Instructions for the task =
Only those lines running from the line that contains "pub use console::capture_console;" through the end of the material are to be written out, each exactly as shown.

Given information =
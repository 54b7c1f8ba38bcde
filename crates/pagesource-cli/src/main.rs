use std::env;
use std::process::ExitCode;

use anyhow::{Context, Result};
use pagesource_cli::{CliCommand, parse_arguments, print_help, print_version, run};
use pagesource_core::ReqwestFetcher;
use tracing_subscriber::{layer::SubscriberExt, util::SubscriberInitExt};

#[tokio::main]
async fn main() -> Result<ExitCode> {
    // stdout carries the JSON body only
    tracing_subscriber::registry()
        .with(
            tracing_subscriber::EnvFilter::try_from_default_env()
                .unwrap_or_else(|_| "warn,pagesource_core=info".into()),
        )
        .with(tracing_subscriber::fmt::layer().with_writer(std::io::stderr))
        .init();

    let raw_args = env::args().skip(1).collect::<Vec<_>>();
    let options = match parse_arguments(&raw_args)? {
        CliCommand::Run(options) => options,
        CliCommand::Help => {
            print_help();
            return Ok(ExitCode::SUCCESS);
        }
        CliCommand::Version => {
            print_version();
            return Ok(ExitCode::SUCCESS);
        }
    };

    let fetcher = ReqwestFetcher::new().context("failed to set up the HTTP client")?;
    let outcome = run(&options, &fetcher).await?;

    println!("{}", outcome.output);
    Ok(ExitCode::from(outcome.exit_code))
}
//! # pagesource-core
//!
//! Core library for fetching a remote page server-side and describing it.
//!
//! This library provides:
//! - URL validation with a private-address guard against SSRF
//! - A transport-neutral fetch contract with status and content-type gating
//! - Lexical page metadata and console-call extraction (no DOM, no JS engine)
//! - The JSON envelope and the request router shared by all front ends
//!
//! ## Features
//!
//! - `default`: everything except a concrete transport
//! - `native-fetch`: [`ReqwestFetcher`] for native binaries
//!
//! ## Example
//!
//! ```
//! use pagesource_core::{extract_page_info, validate_target};
//!
//! let target = validate_target("https://example.com").unwrap();
//! assert_eq!(target.host(), "example.com");
//! assert!(validate_target("http://192.168.0.1/").is_err());
//!
//! let info = extract_page_info("<title>Hello</title><div></div>");
//! assert_eq!(info.title.as_deref(), Some("Hello"));
//! assert_eq!(info.element_count.div, 1);
//! ```

pub mod api;
pub mod config;
pub mod console;
pub mod envelope;
pub mod error;
pub mod fetcher;
pub mod parser;
pub mod types;
pub mod validator;

#[cfg(feature = "native-fetch")]
pub mod native;

// Re-export commonly used types
pub use api::{ApiReply, ApiRequest, FetchParams, handle_fetch, handle_request};
pub use config::ServiceConfig;
pub use error::{FetchError, FetchResult, InvalidUrlReason};
pub use fetcher::{ContentKind, Fetcher, RemoteResponse, fetch_checked};
pub use types::{ConsoleLogEntry, PageInfo, ResultEnvelope};
pub use validator::{FetchTarget, validate_target};

pub use console::capture_console;
pub use envelope::assemble_envelope;
pub use parser::extract_page_info;

#[cfg(feature = "native-fetch")]
pub use native::ReqwestFetcher;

Response area =
pub use console::capture_console;
pub use envelope::assemble_envelope;
pub use parser::extract_page_info;

#[cfg(feature = "native-fetch")]
pub use native::ReqwestFetcher;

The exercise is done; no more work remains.